# Eleaf iJust, girly battery?



## MorganSa (17/11/14)

So Eleaf released a iJust battery, insert in a led screen at the end of a metal tube...
I thought my girl will like it, what do you think?

Reactions: Like 1


----------



## BhavZ (17/11/14)

I think it is unisex

Looks kinda cool in black

Reactions: Agree 1


----------



## Marzuq (17/11/14)

MorganSa said:


> So Eleaf released a iJust battery, insert in a led screen at the end of a metal tube...
> I thought my girl will like it, what do you think?




looks awesome
@annemarievdh might like these too.

Reactions: Like 1


----------



## rogue zombie (17/11/14)

Eleaf is on roll with good products, so I would have full confidence in that battery


----------



## MorganSa (17/11/14)

r0gue z0mbie said:


> Eleaf is on roll with good products, so I would have full confidence in that battery


Yep, but I think this iJust cannot surpass istcik, just my hunch...

Reactions: Agree 1


----------



## annemarievdh (17/11/14)

Marzuq said:


> looks awesome
> @annemarievdh might like these too.



Ag thank you @Marzuq.
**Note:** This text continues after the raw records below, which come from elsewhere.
// src/blockchain/nonce_manager.rs

use std::future::Future;
use std::sync::Arc;

use dashmap::DashMap;
use ethers_core::types::{Address, U256};
use tokio::sync::Mutex;

// Hands out sequential nonces per (chain, sender) so concurrent transfers and
// swaps from one account never reuse a nonce.
#[derive(Debug, Clone, Default)]
pub struct NonceManager {
    // Each account gets its own state, protected by a Mutex.
    // The DashMap allows concurrent access to different accounts.
    nonces: Arc<DashMap<(String, Address), Arc<Mutex<NonceState>>>>,
}

#[derive(Debug)]
struct NonceState {
    next_nonce: Option<U256>,
}

impl NonceManager {
    pub fn new() -> Self {
        Self::default()
    }

    fn slot(&self, chain_id: &str, address: Address) -> Arc<Mutex<NonceState>> {
        self.nonces
            .entry((chain_id.to_string(), address))
            .or_insert_with(|| Arc::new(Mutex::new(NonceState { next_nonce: None })))
            .clone()
    }

    /// Gets the next nonce for `address` on `chain_id`.
    /// `fetch` supplies the on-chain transaction count the first time an
    /// account is seen (or after a reset); later calls increment locally.
    pub async fn get_next_nonce<F, Fut>(&self, chain_id: &str, address: Address, fetch: F) -> anyhow::Result<U256>
    where
        F: FnOnce() -> Fut,
        Fut: Future<Output = anyhow::Result<U256>>,
    {
        let slot = self.slot(chain_id, address);
        // Lock the mutex specifically for this account.
        let mut state = slot.lock().await;

        let nonce_to_use = match state.next_nonce {
            Some(nonce) => nonce,
            None => fetch().await?,
        };

        // Increment the nonce for the *next* transaction and save it.
        state.next_nonce = Some(nonce_to_use + U256::one());

        Ok(nonce_to_use)
    }

    /// Forgets the cached nonce so the next call re-reads it from the chain.
    /// Used after a broadcast that produced no hash, which would otherwise leave a gap.
    pub async fn reset(&self, chain_id: &str, address: Address) {
        let slot = self.slot(chain_id, address);
        slot.lock().await.next_nonce = None;
    }
}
But its to common like.  maybe slap a diamond or 10 on there 


Send while vaping on the Reo mini Thor

Reactions: Like 3


----------



## Marzuq (17/11/14)

annemarievdh said:


> Ag thank you @Marzuq. But its to common like.  maybe slap a diamond or 10 on there
> 
> 
> Send while vaping on the Reo mini Thor


bedazzler will be workig overtime lol

Reactions: Like 1


----------



## MorganSa (18/11/14)

Marzuq said:


> bedazzler will be workig overtime lol



swarovski crystals would be nice,,,diamond, hmmm, it's too much

Reactions: Like 1


----------



## GerhardpaulFourie (20/11/14)

Cool indeed...


----------